Saved entries
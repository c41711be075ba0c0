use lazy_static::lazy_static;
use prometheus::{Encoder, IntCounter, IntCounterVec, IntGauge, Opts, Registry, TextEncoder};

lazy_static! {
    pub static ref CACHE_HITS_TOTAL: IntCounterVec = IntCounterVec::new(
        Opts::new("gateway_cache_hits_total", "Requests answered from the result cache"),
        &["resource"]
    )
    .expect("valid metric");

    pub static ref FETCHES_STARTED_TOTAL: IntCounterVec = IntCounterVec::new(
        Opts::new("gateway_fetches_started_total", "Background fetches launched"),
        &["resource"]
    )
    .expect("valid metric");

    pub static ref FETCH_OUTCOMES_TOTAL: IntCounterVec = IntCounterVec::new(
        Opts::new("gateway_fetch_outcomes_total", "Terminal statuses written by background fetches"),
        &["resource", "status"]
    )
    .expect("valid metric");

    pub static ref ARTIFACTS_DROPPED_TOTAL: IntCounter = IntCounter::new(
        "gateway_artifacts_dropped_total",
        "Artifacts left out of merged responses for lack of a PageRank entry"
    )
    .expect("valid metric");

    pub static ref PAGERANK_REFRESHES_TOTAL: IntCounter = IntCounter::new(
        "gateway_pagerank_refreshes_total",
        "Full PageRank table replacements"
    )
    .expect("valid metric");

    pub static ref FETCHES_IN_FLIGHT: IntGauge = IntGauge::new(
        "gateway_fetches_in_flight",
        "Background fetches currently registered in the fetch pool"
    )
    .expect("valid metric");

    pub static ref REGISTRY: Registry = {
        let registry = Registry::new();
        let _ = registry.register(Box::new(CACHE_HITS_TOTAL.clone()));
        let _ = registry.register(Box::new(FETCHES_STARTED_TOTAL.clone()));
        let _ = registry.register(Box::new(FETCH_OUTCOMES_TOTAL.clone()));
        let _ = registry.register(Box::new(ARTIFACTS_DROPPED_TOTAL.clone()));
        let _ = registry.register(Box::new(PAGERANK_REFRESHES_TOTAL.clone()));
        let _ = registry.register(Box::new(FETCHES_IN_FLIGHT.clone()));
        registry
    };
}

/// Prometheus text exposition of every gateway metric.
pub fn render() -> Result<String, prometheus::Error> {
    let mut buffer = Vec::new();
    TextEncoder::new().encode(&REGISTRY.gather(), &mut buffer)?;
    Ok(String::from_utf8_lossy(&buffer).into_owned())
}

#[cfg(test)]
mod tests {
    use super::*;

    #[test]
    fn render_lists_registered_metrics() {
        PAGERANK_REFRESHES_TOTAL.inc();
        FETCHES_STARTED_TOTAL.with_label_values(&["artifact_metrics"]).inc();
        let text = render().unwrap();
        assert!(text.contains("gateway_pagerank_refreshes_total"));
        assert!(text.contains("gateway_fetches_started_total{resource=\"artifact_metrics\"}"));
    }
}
...
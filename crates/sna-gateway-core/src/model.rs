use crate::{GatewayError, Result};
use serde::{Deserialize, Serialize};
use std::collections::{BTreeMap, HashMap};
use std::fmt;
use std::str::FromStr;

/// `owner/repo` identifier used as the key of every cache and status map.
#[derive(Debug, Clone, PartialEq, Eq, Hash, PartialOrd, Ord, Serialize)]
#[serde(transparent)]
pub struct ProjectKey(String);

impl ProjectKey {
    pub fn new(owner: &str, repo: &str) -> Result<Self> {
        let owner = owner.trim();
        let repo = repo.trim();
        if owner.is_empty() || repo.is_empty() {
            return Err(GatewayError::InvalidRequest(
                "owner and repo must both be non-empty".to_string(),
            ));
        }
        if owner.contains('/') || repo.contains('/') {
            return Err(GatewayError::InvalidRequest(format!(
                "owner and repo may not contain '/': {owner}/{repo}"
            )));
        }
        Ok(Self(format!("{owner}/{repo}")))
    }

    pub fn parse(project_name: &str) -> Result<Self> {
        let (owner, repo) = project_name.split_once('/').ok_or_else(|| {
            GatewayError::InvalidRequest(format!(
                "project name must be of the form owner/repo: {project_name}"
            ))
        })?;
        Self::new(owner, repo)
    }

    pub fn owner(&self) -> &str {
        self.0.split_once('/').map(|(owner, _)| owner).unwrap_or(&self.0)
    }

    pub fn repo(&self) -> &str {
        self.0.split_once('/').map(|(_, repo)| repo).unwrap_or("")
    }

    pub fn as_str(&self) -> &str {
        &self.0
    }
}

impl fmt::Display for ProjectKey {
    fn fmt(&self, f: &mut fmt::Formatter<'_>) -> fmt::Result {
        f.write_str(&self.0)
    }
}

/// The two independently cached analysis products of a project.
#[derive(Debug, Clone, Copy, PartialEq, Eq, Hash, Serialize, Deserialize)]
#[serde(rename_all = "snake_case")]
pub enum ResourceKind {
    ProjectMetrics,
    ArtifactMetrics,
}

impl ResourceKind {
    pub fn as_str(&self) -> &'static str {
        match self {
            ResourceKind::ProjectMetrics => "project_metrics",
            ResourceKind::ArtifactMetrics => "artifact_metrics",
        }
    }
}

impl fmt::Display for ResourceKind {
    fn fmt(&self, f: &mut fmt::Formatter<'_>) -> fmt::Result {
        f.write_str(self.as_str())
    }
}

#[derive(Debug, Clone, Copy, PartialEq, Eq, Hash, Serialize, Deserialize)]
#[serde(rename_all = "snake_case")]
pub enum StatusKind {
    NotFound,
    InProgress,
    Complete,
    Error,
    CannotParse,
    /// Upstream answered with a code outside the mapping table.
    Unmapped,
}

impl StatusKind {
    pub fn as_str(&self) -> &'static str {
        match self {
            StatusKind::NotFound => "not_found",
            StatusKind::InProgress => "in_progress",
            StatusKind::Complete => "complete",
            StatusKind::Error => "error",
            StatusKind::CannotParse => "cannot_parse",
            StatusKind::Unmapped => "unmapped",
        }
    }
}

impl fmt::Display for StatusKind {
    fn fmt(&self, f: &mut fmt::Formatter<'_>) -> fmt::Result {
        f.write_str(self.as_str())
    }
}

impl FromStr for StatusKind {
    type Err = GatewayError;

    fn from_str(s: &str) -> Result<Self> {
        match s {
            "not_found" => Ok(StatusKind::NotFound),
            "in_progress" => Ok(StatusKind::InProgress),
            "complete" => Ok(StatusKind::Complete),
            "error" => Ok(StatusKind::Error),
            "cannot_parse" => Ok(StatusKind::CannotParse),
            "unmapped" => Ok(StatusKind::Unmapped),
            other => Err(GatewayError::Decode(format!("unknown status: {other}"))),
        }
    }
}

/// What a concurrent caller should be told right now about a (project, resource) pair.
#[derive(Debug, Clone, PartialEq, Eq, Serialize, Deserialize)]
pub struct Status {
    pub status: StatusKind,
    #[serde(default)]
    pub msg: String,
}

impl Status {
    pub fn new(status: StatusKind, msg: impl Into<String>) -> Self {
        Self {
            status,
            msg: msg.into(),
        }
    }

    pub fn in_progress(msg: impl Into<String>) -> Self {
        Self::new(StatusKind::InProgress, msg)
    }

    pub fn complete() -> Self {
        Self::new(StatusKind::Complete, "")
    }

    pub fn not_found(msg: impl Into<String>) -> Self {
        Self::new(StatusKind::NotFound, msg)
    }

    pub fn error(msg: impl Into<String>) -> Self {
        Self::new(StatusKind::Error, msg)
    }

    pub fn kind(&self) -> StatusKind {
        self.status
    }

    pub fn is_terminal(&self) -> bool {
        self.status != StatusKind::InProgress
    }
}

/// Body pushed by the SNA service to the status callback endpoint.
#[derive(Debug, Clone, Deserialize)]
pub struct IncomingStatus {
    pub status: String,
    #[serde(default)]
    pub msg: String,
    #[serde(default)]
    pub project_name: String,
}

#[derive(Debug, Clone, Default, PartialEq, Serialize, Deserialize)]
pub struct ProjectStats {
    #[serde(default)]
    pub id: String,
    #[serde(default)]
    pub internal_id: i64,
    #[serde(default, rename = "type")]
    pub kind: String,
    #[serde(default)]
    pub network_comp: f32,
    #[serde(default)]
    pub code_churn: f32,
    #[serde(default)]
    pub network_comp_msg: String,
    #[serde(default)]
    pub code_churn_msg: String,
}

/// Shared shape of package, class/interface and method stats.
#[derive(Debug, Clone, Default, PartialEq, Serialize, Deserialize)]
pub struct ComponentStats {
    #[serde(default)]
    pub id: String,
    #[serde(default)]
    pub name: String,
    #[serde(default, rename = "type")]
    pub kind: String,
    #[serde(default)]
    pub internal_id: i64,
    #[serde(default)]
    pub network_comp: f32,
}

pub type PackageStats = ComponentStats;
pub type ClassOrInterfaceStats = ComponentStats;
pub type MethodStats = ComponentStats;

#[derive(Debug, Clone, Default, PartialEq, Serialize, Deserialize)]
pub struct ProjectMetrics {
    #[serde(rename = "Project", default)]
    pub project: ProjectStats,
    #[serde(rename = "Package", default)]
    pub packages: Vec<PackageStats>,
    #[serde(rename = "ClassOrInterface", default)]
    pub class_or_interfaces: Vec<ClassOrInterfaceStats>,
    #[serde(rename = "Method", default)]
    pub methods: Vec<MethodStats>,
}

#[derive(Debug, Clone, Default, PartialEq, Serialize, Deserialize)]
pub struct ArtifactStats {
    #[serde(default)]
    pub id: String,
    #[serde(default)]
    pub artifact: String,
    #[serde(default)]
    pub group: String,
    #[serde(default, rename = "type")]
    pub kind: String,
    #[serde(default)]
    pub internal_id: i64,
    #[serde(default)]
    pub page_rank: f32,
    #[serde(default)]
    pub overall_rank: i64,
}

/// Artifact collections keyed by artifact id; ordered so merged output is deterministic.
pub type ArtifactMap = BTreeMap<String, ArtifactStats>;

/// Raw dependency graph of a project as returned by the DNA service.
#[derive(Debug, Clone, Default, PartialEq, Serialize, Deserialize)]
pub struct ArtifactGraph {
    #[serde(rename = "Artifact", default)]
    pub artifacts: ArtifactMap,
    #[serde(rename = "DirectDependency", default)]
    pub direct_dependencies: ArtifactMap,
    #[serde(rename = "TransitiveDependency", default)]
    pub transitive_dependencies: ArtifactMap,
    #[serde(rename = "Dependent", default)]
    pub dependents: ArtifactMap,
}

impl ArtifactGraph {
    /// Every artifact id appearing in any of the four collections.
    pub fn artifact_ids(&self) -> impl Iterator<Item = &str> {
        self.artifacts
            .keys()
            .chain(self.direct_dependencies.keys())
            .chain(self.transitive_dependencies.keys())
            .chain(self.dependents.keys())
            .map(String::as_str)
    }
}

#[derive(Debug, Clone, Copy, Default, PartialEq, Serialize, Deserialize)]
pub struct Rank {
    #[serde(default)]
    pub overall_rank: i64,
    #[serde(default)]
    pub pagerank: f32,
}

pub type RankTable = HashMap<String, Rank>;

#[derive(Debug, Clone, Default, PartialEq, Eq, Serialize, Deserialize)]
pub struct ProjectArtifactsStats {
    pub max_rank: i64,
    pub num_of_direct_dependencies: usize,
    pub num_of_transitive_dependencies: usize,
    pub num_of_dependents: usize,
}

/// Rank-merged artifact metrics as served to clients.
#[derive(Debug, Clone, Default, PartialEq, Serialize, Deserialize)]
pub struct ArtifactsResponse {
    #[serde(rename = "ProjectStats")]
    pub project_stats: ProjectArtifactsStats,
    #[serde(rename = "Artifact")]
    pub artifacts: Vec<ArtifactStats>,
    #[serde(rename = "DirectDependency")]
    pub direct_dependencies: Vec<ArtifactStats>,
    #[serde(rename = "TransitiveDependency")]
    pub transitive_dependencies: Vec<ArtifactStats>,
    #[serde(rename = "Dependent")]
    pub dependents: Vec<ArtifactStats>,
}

_Prompt_
Both end lines included, restate word for word the lines above from the line with "repository c41711be075ba0c0" to the line with "pub static ref FETCH_OUTCOMES_TOTAL: IntCounterVec", and nothing else.

_Written answer_
repository c41711be075ba0c0
use lazy_static::lazy_static;
use prometheus::{Encoder, IntCounter, IntCounterVec, IntGauge, Opts, Registry, TextEncoder};

lazy_static! {
    pub static ref CACHE_HITS_TOTAL: IntCounterVec = IntCounterVec::new(
        Opts::new("gateway_cache_hits_total", "Requests answered from the result cache"),
        &["resource"]
    )
    .expect("valid metric");

    pub static ref FETCHES_STARTED_TOTAL: IntCounterVec = IntCounterVec::new(
        Opts::new("gateway_fetches_started_total", "Background fetches launched"),
        &["resource"]
    )
    .expect("valid metric");

    pub static ref FETCH_OUTCOMES_TOTAL: IntCounterVec = IntCounterVec::new(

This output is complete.